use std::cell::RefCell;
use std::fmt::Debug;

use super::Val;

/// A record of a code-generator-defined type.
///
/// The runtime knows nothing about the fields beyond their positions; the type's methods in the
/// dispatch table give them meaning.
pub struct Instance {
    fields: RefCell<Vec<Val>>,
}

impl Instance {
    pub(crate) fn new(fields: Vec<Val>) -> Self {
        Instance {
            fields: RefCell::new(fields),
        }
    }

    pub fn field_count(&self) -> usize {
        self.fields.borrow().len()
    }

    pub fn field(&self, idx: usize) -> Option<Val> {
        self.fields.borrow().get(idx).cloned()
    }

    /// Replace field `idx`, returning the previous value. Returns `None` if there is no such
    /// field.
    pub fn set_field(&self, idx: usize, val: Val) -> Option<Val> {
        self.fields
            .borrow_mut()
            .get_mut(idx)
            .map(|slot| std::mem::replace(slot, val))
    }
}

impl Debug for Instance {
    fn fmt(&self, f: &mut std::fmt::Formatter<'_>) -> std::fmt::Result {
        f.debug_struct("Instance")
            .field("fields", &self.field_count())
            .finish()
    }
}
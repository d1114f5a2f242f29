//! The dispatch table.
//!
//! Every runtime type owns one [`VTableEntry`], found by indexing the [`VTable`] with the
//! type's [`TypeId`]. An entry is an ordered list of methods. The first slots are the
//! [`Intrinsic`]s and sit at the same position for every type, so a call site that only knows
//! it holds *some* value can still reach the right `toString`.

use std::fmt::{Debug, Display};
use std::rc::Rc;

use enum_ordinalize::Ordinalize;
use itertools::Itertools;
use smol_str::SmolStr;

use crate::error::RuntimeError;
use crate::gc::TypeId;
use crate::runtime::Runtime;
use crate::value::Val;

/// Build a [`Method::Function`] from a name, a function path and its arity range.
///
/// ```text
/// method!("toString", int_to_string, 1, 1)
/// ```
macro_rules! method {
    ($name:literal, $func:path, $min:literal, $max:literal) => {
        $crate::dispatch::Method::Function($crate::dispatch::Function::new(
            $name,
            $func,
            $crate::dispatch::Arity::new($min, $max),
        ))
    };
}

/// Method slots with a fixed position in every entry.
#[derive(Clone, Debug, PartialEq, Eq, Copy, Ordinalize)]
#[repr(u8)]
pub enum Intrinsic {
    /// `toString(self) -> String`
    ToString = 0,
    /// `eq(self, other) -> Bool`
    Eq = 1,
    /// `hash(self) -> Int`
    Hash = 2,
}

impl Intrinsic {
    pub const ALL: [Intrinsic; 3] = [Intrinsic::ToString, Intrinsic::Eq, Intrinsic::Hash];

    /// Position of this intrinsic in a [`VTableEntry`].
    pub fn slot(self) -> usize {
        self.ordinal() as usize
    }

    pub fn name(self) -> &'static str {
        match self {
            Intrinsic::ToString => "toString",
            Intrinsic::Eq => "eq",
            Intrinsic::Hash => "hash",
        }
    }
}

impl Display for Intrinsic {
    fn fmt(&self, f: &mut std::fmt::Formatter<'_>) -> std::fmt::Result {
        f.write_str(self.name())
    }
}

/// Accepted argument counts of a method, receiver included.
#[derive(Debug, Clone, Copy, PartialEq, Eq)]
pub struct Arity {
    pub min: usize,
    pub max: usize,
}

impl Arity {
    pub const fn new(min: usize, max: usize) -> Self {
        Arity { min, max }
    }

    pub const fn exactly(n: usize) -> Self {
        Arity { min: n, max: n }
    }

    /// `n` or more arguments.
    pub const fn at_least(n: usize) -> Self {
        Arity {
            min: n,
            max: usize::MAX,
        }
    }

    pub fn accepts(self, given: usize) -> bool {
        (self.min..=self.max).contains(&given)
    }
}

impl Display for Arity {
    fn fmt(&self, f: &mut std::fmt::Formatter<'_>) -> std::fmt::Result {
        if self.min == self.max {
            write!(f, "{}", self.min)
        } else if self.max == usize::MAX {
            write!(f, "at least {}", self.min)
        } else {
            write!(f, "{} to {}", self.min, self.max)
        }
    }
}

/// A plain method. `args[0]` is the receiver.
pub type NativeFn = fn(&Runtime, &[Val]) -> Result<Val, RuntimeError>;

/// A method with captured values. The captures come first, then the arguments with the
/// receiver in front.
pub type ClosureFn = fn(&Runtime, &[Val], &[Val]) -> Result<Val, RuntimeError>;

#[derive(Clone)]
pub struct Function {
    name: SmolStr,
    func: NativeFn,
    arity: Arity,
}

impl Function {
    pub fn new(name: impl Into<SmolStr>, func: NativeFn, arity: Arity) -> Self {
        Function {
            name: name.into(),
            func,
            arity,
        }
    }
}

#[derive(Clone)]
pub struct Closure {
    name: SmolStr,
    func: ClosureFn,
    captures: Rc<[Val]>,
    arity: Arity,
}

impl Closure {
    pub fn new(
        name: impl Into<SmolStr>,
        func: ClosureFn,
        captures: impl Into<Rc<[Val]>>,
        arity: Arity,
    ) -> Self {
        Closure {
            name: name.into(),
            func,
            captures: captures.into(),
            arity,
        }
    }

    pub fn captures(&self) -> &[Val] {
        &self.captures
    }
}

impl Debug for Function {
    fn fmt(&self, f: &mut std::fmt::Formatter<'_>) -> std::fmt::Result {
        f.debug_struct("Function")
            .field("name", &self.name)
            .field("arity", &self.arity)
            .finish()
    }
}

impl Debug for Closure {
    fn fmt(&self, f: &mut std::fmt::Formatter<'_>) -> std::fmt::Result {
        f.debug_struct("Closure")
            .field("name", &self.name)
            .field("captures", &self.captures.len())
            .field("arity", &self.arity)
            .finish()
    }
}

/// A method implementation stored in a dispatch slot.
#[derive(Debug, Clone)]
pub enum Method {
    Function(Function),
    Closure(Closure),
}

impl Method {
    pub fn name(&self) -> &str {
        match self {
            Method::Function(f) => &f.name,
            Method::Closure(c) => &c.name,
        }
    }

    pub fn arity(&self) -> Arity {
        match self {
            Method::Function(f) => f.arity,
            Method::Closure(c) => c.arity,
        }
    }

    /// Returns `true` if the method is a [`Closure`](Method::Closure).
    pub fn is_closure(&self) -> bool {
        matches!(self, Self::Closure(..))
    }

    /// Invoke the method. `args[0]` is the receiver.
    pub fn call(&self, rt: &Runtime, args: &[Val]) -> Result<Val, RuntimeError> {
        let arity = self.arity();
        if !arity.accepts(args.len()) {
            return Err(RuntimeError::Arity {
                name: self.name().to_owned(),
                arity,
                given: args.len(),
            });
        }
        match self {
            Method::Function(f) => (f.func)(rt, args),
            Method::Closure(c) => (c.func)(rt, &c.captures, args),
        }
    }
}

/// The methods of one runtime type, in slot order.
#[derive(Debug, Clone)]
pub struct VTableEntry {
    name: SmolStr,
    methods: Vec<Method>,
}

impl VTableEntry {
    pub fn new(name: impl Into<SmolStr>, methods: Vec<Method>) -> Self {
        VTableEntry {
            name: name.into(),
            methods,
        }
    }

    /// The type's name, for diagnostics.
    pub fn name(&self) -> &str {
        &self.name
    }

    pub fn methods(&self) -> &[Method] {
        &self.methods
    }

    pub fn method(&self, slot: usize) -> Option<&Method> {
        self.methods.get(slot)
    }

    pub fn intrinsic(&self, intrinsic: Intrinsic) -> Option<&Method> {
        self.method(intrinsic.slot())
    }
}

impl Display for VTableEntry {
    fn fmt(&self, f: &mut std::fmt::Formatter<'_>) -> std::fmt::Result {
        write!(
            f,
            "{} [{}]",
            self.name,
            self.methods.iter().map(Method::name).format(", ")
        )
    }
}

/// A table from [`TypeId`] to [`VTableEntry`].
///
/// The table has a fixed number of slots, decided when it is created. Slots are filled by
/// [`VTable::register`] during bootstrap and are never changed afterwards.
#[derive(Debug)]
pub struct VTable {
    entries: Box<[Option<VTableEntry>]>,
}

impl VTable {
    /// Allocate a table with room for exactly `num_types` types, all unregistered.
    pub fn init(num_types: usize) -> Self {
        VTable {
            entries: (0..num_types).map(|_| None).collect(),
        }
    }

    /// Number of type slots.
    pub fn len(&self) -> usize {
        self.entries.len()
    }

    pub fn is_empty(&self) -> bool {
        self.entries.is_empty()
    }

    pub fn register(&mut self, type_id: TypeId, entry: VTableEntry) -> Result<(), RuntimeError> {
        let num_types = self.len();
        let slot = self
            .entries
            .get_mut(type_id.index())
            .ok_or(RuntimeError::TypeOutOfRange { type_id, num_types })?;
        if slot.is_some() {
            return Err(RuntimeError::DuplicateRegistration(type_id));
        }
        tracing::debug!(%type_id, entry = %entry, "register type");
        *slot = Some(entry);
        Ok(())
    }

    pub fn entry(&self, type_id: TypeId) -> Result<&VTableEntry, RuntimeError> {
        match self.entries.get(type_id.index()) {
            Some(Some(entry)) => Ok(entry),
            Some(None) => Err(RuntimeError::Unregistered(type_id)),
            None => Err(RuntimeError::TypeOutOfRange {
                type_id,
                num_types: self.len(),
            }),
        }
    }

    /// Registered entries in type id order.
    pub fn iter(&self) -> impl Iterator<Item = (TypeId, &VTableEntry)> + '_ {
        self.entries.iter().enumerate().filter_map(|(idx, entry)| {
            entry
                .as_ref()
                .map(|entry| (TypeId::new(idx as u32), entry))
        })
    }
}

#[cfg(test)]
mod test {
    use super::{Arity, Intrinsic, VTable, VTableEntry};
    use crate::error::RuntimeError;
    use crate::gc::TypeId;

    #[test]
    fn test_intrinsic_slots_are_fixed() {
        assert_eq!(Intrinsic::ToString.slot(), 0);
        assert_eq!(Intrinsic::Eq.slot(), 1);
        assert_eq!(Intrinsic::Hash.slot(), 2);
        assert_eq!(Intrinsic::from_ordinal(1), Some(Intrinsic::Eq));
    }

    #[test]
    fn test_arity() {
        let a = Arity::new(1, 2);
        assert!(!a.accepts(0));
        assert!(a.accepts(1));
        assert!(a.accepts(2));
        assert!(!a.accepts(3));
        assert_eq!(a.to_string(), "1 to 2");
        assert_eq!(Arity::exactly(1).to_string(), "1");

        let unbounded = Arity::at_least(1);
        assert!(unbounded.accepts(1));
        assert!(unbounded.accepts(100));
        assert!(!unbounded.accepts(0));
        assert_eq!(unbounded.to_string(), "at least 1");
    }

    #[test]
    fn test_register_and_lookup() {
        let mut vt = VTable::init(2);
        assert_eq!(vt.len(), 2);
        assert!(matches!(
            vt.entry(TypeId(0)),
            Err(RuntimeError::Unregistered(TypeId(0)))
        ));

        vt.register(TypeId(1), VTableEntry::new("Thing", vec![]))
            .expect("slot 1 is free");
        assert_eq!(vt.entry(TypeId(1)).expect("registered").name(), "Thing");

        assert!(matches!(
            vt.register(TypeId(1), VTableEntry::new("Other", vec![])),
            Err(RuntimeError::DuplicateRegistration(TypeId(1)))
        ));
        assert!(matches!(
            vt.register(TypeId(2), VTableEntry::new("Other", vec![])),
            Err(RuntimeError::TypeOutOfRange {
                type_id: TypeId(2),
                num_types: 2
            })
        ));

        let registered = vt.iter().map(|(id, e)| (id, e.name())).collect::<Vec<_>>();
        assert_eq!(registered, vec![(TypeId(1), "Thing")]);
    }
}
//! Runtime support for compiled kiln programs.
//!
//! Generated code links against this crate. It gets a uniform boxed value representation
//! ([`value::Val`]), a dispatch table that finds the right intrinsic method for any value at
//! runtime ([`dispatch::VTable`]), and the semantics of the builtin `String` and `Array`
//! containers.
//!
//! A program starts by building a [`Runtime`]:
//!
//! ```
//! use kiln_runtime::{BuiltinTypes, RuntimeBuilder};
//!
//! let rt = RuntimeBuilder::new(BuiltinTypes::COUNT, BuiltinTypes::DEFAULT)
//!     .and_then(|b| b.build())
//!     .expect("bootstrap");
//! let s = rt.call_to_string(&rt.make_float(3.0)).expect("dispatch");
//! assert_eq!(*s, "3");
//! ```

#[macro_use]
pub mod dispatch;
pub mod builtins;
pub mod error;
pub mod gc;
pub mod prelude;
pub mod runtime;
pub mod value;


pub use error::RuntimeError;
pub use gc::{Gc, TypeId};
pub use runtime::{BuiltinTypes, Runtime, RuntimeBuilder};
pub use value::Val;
--------------------------------------------------
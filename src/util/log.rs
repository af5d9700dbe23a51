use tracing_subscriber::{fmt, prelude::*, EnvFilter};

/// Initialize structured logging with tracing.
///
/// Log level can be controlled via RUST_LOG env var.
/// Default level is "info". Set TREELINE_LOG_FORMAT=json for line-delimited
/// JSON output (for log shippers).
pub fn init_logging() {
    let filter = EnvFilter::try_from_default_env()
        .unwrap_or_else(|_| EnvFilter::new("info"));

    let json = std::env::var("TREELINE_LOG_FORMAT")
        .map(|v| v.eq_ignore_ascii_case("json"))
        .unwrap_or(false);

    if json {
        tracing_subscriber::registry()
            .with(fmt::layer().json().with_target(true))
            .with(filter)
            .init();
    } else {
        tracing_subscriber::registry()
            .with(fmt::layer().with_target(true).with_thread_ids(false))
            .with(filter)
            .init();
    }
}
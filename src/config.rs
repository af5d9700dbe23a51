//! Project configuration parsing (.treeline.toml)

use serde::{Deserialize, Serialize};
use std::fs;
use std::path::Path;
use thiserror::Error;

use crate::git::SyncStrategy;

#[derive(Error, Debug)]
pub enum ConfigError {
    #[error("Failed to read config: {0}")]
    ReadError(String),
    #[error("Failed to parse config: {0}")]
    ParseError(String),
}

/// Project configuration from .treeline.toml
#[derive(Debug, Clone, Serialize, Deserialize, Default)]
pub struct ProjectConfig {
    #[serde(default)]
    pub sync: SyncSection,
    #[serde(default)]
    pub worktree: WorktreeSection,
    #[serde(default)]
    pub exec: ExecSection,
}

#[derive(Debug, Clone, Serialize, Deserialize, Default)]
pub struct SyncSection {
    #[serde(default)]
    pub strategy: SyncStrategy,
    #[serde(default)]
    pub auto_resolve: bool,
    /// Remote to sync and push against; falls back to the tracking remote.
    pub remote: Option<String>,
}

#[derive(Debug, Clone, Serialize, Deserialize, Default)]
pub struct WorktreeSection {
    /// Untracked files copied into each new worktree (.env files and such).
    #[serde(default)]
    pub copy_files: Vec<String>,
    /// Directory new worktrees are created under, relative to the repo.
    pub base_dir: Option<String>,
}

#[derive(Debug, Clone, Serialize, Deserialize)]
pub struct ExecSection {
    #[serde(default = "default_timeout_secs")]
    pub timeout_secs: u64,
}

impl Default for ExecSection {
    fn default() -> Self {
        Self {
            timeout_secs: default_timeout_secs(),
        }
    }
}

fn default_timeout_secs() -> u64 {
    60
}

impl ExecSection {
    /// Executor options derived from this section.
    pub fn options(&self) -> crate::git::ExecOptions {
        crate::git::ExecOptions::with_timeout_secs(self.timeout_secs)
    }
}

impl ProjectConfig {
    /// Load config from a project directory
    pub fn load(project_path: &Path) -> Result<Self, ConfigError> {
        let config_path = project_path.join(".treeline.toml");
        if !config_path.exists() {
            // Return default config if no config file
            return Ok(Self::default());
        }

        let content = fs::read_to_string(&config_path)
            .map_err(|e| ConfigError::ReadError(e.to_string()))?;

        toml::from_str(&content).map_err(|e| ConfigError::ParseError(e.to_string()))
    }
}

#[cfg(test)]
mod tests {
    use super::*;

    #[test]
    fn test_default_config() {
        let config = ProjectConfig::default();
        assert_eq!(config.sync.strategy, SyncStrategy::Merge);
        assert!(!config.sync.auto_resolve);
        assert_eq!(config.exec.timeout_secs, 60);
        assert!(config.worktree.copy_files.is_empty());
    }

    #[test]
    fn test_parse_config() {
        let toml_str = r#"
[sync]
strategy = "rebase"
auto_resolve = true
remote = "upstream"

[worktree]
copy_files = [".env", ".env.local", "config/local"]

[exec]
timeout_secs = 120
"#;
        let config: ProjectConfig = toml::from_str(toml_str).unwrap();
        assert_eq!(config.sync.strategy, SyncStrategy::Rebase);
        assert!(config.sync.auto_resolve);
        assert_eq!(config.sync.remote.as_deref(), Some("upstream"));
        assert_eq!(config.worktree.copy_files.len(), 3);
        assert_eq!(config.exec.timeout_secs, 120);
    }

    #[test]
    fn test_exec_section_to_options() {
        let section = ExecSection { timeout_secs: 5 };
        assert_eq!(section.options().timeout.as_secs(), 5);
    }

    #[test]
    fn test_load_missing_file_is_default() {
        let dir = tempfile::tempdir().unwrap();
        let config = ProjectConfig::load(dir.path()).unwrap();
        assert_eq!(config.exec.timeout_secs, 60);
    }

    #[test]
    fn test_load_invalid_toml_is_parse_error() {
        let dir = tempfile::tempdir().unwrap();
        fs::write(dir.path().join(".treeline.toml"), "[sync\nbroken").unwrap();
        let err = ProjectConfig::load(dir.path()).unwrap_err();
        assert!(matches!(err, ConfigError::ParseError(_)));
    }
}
--------------------------------------------------
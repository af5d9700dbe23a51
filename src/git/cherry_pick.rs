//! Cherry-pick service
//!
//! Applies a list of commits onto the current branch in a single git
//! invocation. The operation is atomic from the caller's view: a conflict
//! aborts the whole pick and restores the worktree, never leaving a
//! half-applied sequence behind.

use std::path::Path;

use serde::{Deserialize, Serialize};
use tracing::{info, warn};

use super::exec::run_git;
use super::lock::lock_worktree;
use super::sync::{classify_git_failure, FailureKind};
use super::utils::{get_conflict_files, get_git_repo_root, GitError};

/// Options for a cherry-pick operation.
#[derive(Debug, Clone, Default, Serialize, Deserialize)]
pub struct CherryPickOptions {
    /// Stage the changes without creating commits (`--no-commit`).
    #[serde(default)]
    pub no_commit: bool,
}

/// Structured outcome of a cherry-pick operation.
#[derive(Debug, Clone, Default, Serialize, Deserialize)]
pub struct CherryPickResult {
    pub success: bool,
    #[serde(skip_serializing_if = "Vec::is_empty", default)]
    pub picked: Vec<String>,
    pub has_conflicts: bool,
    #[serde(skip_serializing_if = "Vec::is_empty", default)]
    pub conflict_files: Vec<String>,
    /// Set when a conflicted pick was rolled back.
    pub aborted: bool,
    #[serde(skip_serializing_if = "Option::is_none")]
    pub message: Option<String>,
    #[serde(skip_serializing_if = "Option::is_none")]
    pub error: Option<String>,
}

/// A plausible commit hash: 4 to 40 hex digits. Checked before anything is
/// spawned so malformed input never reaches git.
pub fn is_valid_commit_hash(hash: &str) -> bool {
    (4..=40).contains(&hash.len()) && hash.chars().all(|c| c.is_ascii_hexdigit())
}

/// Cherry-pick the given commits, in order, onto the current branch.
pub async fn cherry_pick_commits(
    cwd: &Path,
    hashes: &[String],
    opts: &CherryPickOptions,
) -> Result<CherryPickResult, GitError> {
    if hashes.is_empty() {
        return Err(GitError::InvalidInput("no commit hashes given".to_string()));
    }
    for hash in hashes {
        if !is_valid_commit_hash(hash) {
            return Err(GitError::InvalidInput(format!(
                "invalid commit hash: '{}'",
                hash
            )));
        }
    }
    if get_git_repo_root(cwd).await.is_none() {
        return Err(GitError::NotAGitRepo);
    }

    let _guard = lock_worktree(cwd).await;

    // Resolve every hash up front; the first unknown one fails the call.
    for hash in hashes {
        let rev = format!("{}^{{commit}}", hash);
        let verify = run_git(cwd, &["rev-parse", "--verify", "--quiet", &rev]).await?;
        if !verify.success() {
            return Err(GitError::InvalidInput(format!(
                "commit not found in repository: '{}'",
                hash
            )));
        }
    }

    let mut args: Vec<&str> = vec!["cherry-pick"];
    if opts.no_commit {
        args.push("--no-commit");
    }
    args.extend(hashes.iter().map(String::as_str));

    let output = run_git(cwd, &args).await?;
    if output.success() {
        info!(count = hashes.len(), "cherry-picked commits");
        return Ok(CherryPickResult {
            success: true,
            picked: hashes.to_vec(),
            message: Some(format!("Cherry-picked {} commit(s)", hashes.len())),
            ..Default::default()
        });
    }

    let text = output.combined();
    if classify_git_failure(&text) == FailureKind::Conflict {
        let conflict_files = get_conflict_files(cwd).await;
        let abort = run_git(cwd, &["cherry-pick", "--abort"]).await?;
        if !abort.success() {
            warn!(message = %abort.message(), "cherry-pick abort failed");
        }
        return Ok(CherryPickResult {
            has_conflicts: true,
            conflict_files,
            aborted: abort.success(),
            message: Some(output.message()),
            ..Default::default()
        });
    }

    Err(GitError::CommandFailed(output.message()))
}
--------------------------------------------------
## Problem to solve
As listed above, the lines from the line with "pub const fn at_least(n: usize)" to the line with "receiver in front." are to be echoed exactly, with both ends included and nothing added.

## Reply to the exercise
    pub const fn at_least(n: usize) -> Self {
        Arity {
            min: n,
            max: usize::MAX,
        }
    }

    pub fn accepts(self, given: usize) -> bool {
        (self.min..=self.max).contains(&given)
    }
}

impl Display for Arity {
    fn fmt(&self, f: &mut std::fmt::Formatter<'_>) -> std::fmt::Result {
        if self.min == self.max {
            write!(f, "{}", self.min)
        } else if self.max == usize::MAX {
            write!(f, "at least {}", self.min)
        } else {
            write!(f, "{} to {}", self.min, self.max)
        }
    }
}

/// A plain method. `args[0]` is the receiver.
pub type NativeFn = fn(&Runtime, &[Val]) -> Result<Val, RuntimeError>;

/// A method with captured values. The captures come first, then the arguments with the
/// receiver in front.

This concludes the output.